Directions for this task
What is the number of lines in the data below that contain "current"? Answer with that number and no other words.

++++ Provided data

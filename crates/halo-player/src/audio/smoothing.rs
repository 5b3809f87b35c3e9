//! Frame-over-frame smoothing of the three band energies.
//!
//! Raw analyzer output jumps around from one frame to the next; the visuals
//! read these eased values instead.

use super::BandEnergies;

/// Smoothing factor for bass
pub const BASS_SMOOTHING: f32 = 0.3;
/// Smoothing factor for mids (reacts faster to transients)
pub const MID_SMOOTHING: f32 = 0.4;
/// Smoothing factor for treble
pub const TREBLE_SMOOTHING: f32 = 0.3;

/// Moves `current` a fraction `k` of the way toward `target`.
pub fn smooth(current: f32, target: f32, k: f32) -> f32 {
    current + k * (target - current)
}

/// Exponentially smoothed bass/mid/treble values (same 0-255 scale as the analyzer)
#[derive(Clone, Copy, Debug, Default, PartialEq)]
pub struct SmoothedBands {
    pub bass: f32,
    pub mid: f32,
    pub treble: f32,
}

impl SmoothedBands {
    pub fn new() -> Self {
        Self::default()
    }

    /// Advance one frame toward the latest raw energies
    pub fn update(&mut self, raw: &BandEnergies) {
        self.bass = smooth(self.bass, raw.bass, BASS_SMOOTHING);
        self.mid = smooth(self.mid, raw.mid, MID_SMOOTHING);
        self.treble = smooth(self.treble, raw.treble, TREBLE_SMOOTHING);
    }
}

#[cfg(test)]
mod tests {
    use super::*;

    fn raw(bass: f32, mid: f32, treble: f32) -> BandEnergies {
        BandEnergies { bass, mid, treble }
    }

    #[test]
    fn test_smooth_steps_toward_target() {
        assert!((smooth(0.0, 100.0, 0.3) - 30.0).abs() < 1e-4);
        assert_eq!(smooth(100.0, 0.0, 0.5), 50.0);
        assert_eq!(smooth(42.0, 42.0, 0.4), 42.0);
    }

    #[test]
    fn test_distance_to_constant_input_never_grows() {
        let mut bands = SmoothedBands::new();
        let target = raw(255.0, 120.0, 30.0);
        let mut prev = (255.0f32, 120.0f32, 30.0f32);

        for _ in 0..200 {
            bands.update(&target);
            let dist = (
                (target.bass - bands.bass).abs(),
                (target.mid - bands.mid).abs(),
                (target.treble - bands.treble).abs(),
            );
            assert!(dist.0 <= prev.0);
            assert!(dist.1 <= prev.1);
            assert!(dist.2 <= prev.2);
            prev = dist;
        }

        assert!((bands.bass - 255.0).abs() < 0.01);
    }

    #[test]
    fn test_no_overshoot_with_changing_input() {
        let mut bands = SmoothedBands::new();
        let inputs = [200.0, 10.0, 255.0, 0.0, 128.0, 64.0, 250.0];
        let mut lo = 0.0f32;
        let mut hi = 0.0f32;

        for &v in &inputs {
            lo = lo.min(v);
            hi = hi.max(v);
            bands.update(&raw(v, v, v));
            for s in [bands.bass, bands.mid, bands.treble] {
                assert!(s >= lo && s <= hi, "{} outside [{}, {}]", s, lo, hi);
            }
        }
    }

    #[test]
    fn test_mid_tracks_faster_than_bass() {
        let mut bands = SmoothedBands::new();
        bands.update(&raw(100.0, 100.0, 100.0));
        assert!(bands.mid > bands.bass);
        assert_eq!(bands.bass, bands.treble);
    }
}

++++++++

Answer to the exercise
3